I commented recently on limitations in deep learning (DL), one of which is the inability to incorporate prior knowledge, like basic laws of mathematics or physics. Typically, understanding in DL must be inferred from the training set, which in a general sense cannot practically cover prior knowledge. Indeed one of the selling points of DL is that it doesn’t need to be programmed with algorithms; intelligence is inferred entirely from these training sets through a form of optimization. This works well when the training set is large enough to cover the most important aspects of an objective but not so well when other variations are introduced, such as rotations or movement. That’s a rather big limitation.
The brute-force way to solve this problem is to expand the training to cover more variations. For rotations, instead of N training samples, perhaps you need 108*N to cover 3 axes of rotation and 36 orientations in each axis (0, 10, 20, … degrees). That’s a massive increase in the number of training samples you have to gather and label. For movement, how do you train ML to determine what will happen to all the other balls on a snooker table when you strike the cue ball? Using training to rediscover what Newton codified over 300 years ago seems like a huge waste of ingenuity.
The best way to handle these variants is to use prior knowledge in math and physics, combined with ML. In computer graphics we infer the impact of rotations on a view using algorithms based on math formulae. In the snooker example, we use Newton’s laws of motion, again encoded in algorithms. Those laws/algorithms capture in a few simple equations what would otherwise require perversely large training sets in the pursuit of algorithm-free recognition. So much for banishing algorithms.

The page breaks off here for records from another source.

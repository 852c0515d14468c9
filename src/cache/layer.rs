//! Cache handles bound to a named store, with cache-through reads.

use color_eyre::Result;
use std::future::Future;
use std::sync::Arc;
use tracing::{debug, warn};

use super::traits::{CacheResult, CachedResponse, KvStorage, ResponseSnapshot, ResponseStorage};

/// Persistent string cache bound to one store name.
///
/// Handles are cheap to clone and share the underlying storage, so several
/// logical caches (dictionary, items) can live in the same database without
/// colliding.
pub struct LocalCache {
  storage: Arc<dyn KvStorage>,
  store: String,
}

impl LocalCache {
  /// Bind a cache handle to the given store name.
  pub fn bind(storage: Arc<dyn KvStorage>, store: impl Into<String>) -> Self {
    Self {
      storage,
      store: store.into(),
    }
  }

  pub fn store_name(&self) -> &str {
    &self.store
  }

  /// Read a record. An empty string is a hit, not a miss.
  pub async fn get(&self, key: &str) -> Result<Option<String>> {
    self.storage.get(&self.store, key)
  }

  /// Overwrite a record.
  pub async fn set(&self, key: &str, value: &str) -> Result<()> {
    self.storage.set(&self.store, key, value)
  }

  /// Read a record through the cache.
  ///
  /// 1. Cached value present - return it without calling the fetcher
  /// 2. Missing - call the fetcher once and write its result back
  /// 3. Fetcher error - propagate it and leave the cache untouched
  ///
  /// A failing cache read counts as a miss and a failing write-back is only
  /// logged, so a broken local store never hides a good remote value.
  pub async fn fetch_through<F, Fut, E>(&self, key: &str, fetcher: F) -> Result<CacheResult<String>, E>
  where
    F: FnOnce() -> Fut,
    Fut: Future<Output = Result<String, E>>,
  {
    match self.get(key).await {
      Ok(Some(cached)) => {
        debug!(store = %self.store, key, "cache hit");
        return Ok(CacheResult::from_cache(cached));
      }
      Ok(None) => debug!(store = %self.store, key, "cache miss"),
      Err(e) => warn!(store = %self.store, key, error = %e, "cache read failed, treating as miss"),
    }

    let value = fetcher().await?;

    if let Err(e) = self.set(key, &value).await {
      warn!(store = %self.store, key, error = %e, "cache write-back failed");
    }

    Ok(CacheResult::from_remote(value))
  }
}

impl Clone for LocalCache {
  fn clone(&self) -> Self {
    Self {
      storage: Arc::clone(&self.storage),
      store: self.store.clone(),
    }
  }
}

/// Response snapshot cache bound to one generation name (e.g. `rx-view-v1`).
///
/// Bumping the name starts a fresh generation; older generations stay on disk
/// until pruned.
pub struct ResponseCache {
  storage: Arc<dyn ResponseStorage>,
  name: String,
}

impl ResponseCache {
  /// Open the response cache with the given generation name.
  pub fn open(storage: Arc<dyn ResponseStorage>, name: impl Into<String>) -> Self {
    Self {
      storage,
      name: name.into(),
    }
  }

  pub fn name(&self) -> &str {
    &self.name
  }

  /// Find the snapshot stored for a request.
  pub async fn match_request(&self, method: &str, url: &str) -> Result<Option<CachedResponse>> {
    self.storage.match_response(&self.name, method, url)
  }

  /// Store the snapshot for a request, replacing any previous one.
  pub async fn put(&self, method: &str, url: &str, response: &ResponseSnapshot) -> Result<()> {
    self.storage.put_response(&self.name, method, url, response)
  }

  /// Every generation present in storage, including this one if populated.
  pub async fn generations(&self) -> Result<Vec<String>> {
    self.storage.cache_names()
  }

  /// Delete every generation other than this one.
  ///
  /// Returns the names of the removed generations with their entry counts.
  pub async fn prune_other_generations(&self) -> Result<Vec<(String, usize)>> {
    let mut removed = Vec::new();
    for name in self.storage.cache_names()? {
      if name == self.name {
        continue;
      }
      let count = self.storage.delete_cache(&name)?;
      removed.push((name, count));
    }
    Ok(removed)
  }
}

impl Clone for ResponseCache {
  fn clone(&self) -> Self {
    Self {
      storage: Arc::clone(&self.storage),
      name: self.name.clone(),
    }
  }
}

One paper from Stanford uses an understanding of projectile mechanics to identify and track the path of a pillow thrown across a room. As far as I can tell, they model recognition in short segments of the path first, then use constraints to penalize complete paths which don’t follow the expected second-order equation of motion. In effect they are using a classical formula as a constraint in the structure of a neural net. This work shows some promise for learning in such contexts with only weak supervision.

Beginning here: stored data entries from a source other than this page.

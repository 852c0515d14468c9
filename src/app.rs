use color_eyre::{eyre::eyre, Result};
use reqwest::Method;
use std::sync::Arc;
use std::time::Duration;
use tracing::info;
use url::Url;

use crate::cache::{KvStorage, LocalCache, MemoryStorage, ResponseCache, ResponseStorage, SqliteStorage};
use crate::cli::{CacheCommand, Command, ItemsCommand};
use crate::config::Config;
use crate::dictionary::{DictionaryResolver, Lang, SupabaseClient, TranslationEntry, TranslationKey};
use crate::instructions;
use crate::items::{Item, ItemBook, TimesPerDay};
use crate::offline::{HttpNetwork, InterceptHandle, Request};
use crate::speech;

/// Main application state
pub struct App {
  /// Application configuration
  config: Config,

  /// Backend for string records (dictionary memo, items, preferences)
  records: Arc<dyn KvStorage>,

  /// Backend for response snapshots
  responses: Arc<dyn ResponseStorage>,

  /// Language override from the command line
  lang_override: Option<Lang>,
}

impl App {
  pub fn new(config: Config, persist: bool, lang_override: Option<Lang>) -> Result<Self> {
    let (records, responses) = if persist {
      let storage = match &config.cache.path {
        Some(path) => SqliteStorage::open(path)?,
        None => SqliteStorage::open_default()?,
      };
      shared(Arc::new(storage))
    } else {
      shared(Arc::new(MemoryStorage::new()))
    };

    Ok(Self {
      config,
      records,
      responses,
      lang_override,
    })
  }

  fn supabase(&self, api_key: Option<String>) -> Result<SupabaseClient> {
    SupabaseClient::new(&self.config.supabase, api_key)
      .map_err(|e| eyre!("Failed to create Supabase client: {}", e))
  }

  /// Resolver for reads. A missing key only affects cache misses, which
  /// degrade to untranslated.
  fn resolver(&self) -> Result<DictionaryResolver<SupabaseClient>> {
    Ok(self.resolver_with(self.supabase(Config::api_key())?))
  }

  fn resolver_with(&self, client: SupabaseClient) -> DictionaryResolver<SupabaseClient> {
    let cache = LocalCache::bind(self.records.clone(), &self.config.cache.store);
    DictionaryResolver::new(client, cache)
  }

  fn items(&self) -> ItemBook {
    let cache = LocalCache::bind(self.records.clone(), &self.config.cache.items_store);
    ItemBook::new(cache, self.config.default_lang)
  }

  fn response_cache(&self) -> ResponseCache {
    ResponseCache::open(self.responses.clone(), &self.config.cache.response_cache)
  }

  fn intercept(&self) -> Result<InterceptHandle<HttpNetwork>> {
    let network = HttpNetwork::new(Duration::from_secs(self.config.supabase.timeout_secs))
      .map_err(|e| eyre!("Failed to create HTTP client: {}", e))?;
    Ok(InterceptHandle::install(
      network,
      self.response_cache(),
      &self.config.origin,
    ))
  }

  async fn lang(&self) -> Result<Lang> {
    match self.lang_override {
      Some(lang) => Ok(lang),
      None => self.items().lang().await,
    }
  }

  pub async fn run(&self, command: Command) -> Result<()> {
    match command {
      Command::Resolve { key_text, domain } => self.resolve(&key_text, domain).await,
      Command::Upsert {
        key_text,
        text,
        domain,
        needs_review,
      } => self.upsert(key_text, text, domain, needs_review).await,
      Command::Fetch { url, method, data } => self.fetch(&url, &method, data).await,
      Command::Items(cmd) => self.run_items(cmd).await,
      Command::Lang { code, list } => self.run_lang(code, list).await,
      Command::Show { voices } => self.show(&voices).await,
      Command::Login { email } => self.login(&email).await,
      Command::Cache(cmd) => self.run_cache(cmd).await,
    }
  }

  async fn resolve(&self, key_text: &str, domain: Option<String>) -> Result<()> {
    let lang = self.lang().await?;
    let key = TranslationKey::new(key_text, lang.code());
    let key = match domain {
      Some(domain) => key.in_domain(domain),
      None => key,
    };

    let result = self.resolver()?.resolve_key(&key).await;
    info!(%key, source = %result.source, "resolved");

    if result.data.is_empty() {
      println!("{}", instructions::UNTRANSLATED);
    } else {
      println!("{}", result.data);
    }
    Ok(())
  }

  async fn upsert(
    &self,
    key_text: String,
    text: String,
    domain: Option<String>,
    needs_review: bool,
  ) -> Result<()> {
    let lang = self.lang().await?;
    let entry = TranslationEntry {
      domain,
      key_text,
      lang: lang.code().to_string(),
      text,
      needs_review: needs_review.then_some(true),
    };

    let client = self.supabase(Some(Config::get_api_key()?))?;
    let stored = self.resolver_with(client).upsert(entry).await?;
    println!("{} = {}", stored.key(), stored.text);
    Ok(())
  }

  async fn fetch(&self, url: &str, method: &str, data: Option<String>) -> Result<()> {
    let url = absolute_url(&self.config.origin, url)?;
    let method = Method::from_bytes(method.to_ascii_uppercase().as_bytes())
      .map_err(|e| eyre!("Invalid method {}: {}", method, e))?;

    let mut request = Request::new(method, url);
    if let Some(data) = data {
      request = request.with_body(data.into_bytes());
    }

    let handle = self.intercept()?;
    let response = handle
      .fetch(&request)
      .await
      .map_err(|e| eyre!("Request to {} failed: {}", request.url, e))?;

    handle.uninstall();

    println!("{}", response.status);
    println!("{}", response.body_text());
    Ok(())
  }

  async fn run_items(&self, cmd: ItemsCommand) -> Result<()> {
    let book = self.items();
    match cmd {
      ItemsCommand::List => {
        let items = book.list().await?;
        if items.is_empty() {
          println!("No items.");
        }
        for item in items {
          println!(
            "{}  {}  {}x/day  {} days  {}",
            item.id,
            item.drug_class,
            item.times_per_day.get(),
            item.days,
            item.notes.join(" / ")
          );
        }
      }
      ItemsCommand::Add {
        drug_class,
        times,
        days,
        notes,
      } => {
        let times = TimesPerDay::try_from(times).map_err(|e| eyre!(e))?;
        let item = Item::new(drug_class, times, days, notes);
        println!("{}", item.id);
        book.add(item).await?;
      }
      ItemsCommand::Remove { id } => {
        if !book.remove(&id).await? {
          return Err(eyre!("No item with id {}", id));
        }
      }
      ItemsCommand::Clear => book.clear().await?,
    }
    Ok(())
  }

  async fn run_lang(&self, code: Option<Lang>, list: bool) -> Result<()> {
    if list {
      for lang in Lang::ALL {
        println!("{:<6} {}", lang.code(), lang.label());
      }
      return Ok(());
    }

    let book = self.items();
    match code {
      Some(lang) => {
        book.set_lang(lang).await?;
        info!(%lang, "language preference saved");
      }
      None => {
        let lang = book.lang().await?;
        println!("{} ({})", lang.code(), lang.label());
      }
    }
    Ok(())
  }

  async fn show(&self, voices: &[speech::Voice]) -> Result<()> {
    let items = self.items().list().await?;
    if items.is_empty() {
      println!("No items.");
      return Ok(());
    }

    let lang = self.lang().await?;
    let resolver = self.resolver()?;
    let cards = instructions::compose_all(&resolver, &items, lang).await;

    for card in cards {
      println!("{}", card);
      let request = speech::speech_request(&card, voices);
      match &request.voice {
        Some(voice) => println!("  speech ({}, {}): {}", request.lang, voice.name, request.text),
        None => println!("  speech ({}): {}", request.lang, request.text),
      }
      println!();
    }
    Ok(())
  }

  async fn login(&self, email: &str) -> Result<()> {
    self
      .supabase(Some(Config::get_api_key()?))?
      .send_sign_in_link(email)
      .await
      .map_err(|e| eyre!("Failed to request sign-in link: {}", e))?;
    println!("Sign-in link sent to {}", email);
    Ok(())
  }

  async fn run_cache(&self, cmd: CacheCommand) -> Result<()> {
    let cache = self.response_cache();
    match cmd {
      CacheCommand::Generations => {
        for name in cache.generations().await? {
          let marker = if name == cache.name() { "*" } else { " " };
          println!("{} {}", marker, name);
        }
      }
      CacheCommand::Prune => {
        for (name, count) in cache.prune_other_generations().await? {
          println!("removed {} ({} responses)", name, count);
        }
      }
    }
    Ok(())
  }
}

/// Hand out one storage backend for both kinds of records.
fn shared<S>(storage: Arc<S>) -> (Arc<dyn KvStorage>, Arc<dyn ResponseStorage>)
where
  S: KvStorage + ResponseStorage + 'static,
{
  (storage.clone(), storage)
}

/// Resolve a URL argument relative to the application origin.
fn absolute_url(origin: &Url, url: &str) -> Result<Url> {
  origin.join(url).map_err(|e| eyre!("Invalid URL {}: {}", url, e))
}

#[cfg(test)]
mod tests {
  use super::*;

  fn app() -> App {
    let config: Config = serde_yaml::from_str(
      "supabase:\n  url: https://demo.supabase.co\norigin: https://rx.example.org\ndefault_lang: ja\n",
    )
    .unwrap();
    App::new(config, false, None).unwrap()
  }

  #[tokio::test]
  async fn items_commands_round_trip() {
    let app = app();
    app
      .run(Command::Items(ItemsCommand::Add {
        drug_class: "胃薬".to_string(),
        times: 2,
        days: 7,
        notes: vec![],
      }))
      .await
      .unwrap();

    let items = app.items().list().await.unwrap();
    assert_eq!(items.len(), 1);
    assert_eq!(items[0].drug_class, "胃薬");

    app.run(Command::Items(ItemsCommand::Clear)).await.unwrap();
    assert!(app.items().list().await.unwrap().is_empty());
  }

  #[tokio::test]
  async fn add_rejects_invalid_times() {
    let result = app()
      .run(Command::Items(ItemsCommand::Add {
        drug_class: "胃薬".to_string(),
        times: 6,
        days: 7,
        notes: vec![],
      }))
      .await;
    assert!(result.is_err());
  }

  #[tokio::test]
  async fn removing_unknown_item_fails() {
    let result = app()
      .run(Command::Items(ItemsCommand::Remove {
        id: "missing".to_string(),
      }))
      .await;
    assert!(result.is_err());
  }

  #[tokio::test]
  async fn lang_preference_and_override() {
    let mut app = app();
    assert_eq!(app.lang().await.unwrap(), Lang::Ja);

    app
      .run(Command::Lang {
        code: Some(Lang::KoKr),
        list: false,
      })
      .await
      .unwrap();
    assert_eq!(app.lang().await.unwrap(), Lang::KoKr);

    app.lang_override = Some(Lang::En);
    assert_eq!(app.lang().await.unwrap(), Lang::En);
  }

  #[tokio::test]
  async fn cached_labels_resolve_without_api_key() {
    let app = app();
    let cache = LocalCache::bind(app.records.clone(), &app.config.cache.store);
    cache.set("dict:drug_class:胃薬:ja", "胃腸薬").await.unwrap();
    let resolver = app.resolver_with(app.supabase(None).unwrap());

    assert_eq!(resolver.resolve("胃薬", "ja", Some("drug_class")).await, "胃腸薬");
    // Misses degrade instead of failing
    assert_eq!(resolver.resolve("降圧薬", "ja", Some("drug_class")).await, "");
  }

  #[test]
  fn relative_urls_resolve_against_origin() {
    let origin = Url::parse("https://rx.example.org/").unwrap();
    assert_eq!(
      absolute_url(&origin, "/sw.js").unwrap().as_str(),
      "https://rx.example.org/sw.js"
    );
    assert_eq!(
      absolute_url(&origin, "https://cdn.example.net/x").unwrap().as_str(),
      "https://cdn.example.net/x"
    );
  }
}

Another interesting paper from the Institute of Science and Technology in Austria takes a different approach to build (through ML) models for safe operating conditions for robots (such as ranges of moving arms or legs) based on learning simple formulae from operations in a known-safe range. These formulae then allow extrapolations beyond the trained range. They describe this as “a machine learning method to accurately extrapolate to unseen situations”, in effect building its own prior knowledge in the form of simple linear equations through experiments in a more bounded space.
A third example from the Sorbonne University provides an illustration of forecasting sea-surface temperatures (SSTs). Surface temperature data is already generated through satellite imagery, providing vast amounts of current and historical information. Forecasting how this will develop requires evolving this data forward in time based on partial differential equations (PDEs) and is the basis for the standard approach to forecasting using numerical solution methods. This research team instead uses a CDNN with discretized version of the PDE equations to guide weighting in time-propagation in the net. Their work shows promising results in comparison with numerical methods and some other NN approaches.

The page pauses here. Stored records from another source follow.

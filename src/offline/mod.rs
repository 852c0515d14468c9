//! Offline-first request handling for the application's own resources.
//!
//! Same-origin GET requests are answered from a version-tagged response
//! cache when possible, fetched and stored otherwise, and answered with a
//! synthetic 503 when the network is gone and nothing is cached. Everything
//! else goes straight to the network.

mod layer;
mod network;

pub use layer::{InterceptHandle, Lifecycle};
pub use network::{FetchError, HttpNetwork, Network, Request};
//! Cache keys for dictionary lookups.

use std::fmt;

/// Identifies a single translatable string.
#[derive(Clone, Debug, PartialEq, Eq, Hash)]
pub struct TranslationKey {
  /// Optional grouping such as `drug_class` or `dosage_label`
  pub domain: Option<String>,
  /// Source text the translation is keyed on
  pub key_text: String,
  /// Target language code (e.g. `zh-CN`)
  pub lang: String,
}

impl TranslationKey {
  pub fn new(key_text: impl Into<String>, lang: impl Into<String>) -> Self {
    Self {
      domain: None,
      key_text: key_text.into(),
      lang: lang.into(),
    }
  }

  pub fn in_domain(mut self, domain: impl Into<String>) -> Self {
    self.domain = Some(domain.into());
    self
  }

  /// Same key with the domain dropped.
  pub fn without_domain(&self) -> Self {
    Self {
      domain: None,
      key_text: self.key_text.clone(),
      lang: self.lang.clone(),
    }
  }

  /// Deterministic local cache key.
  ///
  /// `dict:<domain>:<key_text>:<lang>` with a domain, `dict:<key_text>:<lang>`
  /// without one.
  pub fn cache_key(&self) -> String {
    match &self.domain {
      Some(domain) => format!("dict:{}:{}:{}", domain, self.key_text, self.lang),
      None => format!("dict:{}:{}", self.key_text, self.lang),
    }
  }
}

impl fmt::Display for TranslationKey {
  fn fmt(&self, f: &mut fmt::Formatter<'_>) -> fmt::Result {
    match &self.domain {
      Some(domain) => write!(f, "{}/{} [{}]", domain, self.key_text, self.lang),
      None => write!(f, "{} [{}]", self.key_text, self.lang),
    }
  }
}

So, two methods which reduce/discretize prior knowledge (physics) to mechanisms which fit into existing deep learning architectures through weighting and one which derives simple equations to form its own “prior” base of knowledge. Intriguing directions, though for me the Sorbonne approach seems the most extensible since almost all problems in physics can be reduced to PDEs (though I guess the geometry of present-day neural nets will limit application to 2 dimensions, plus time).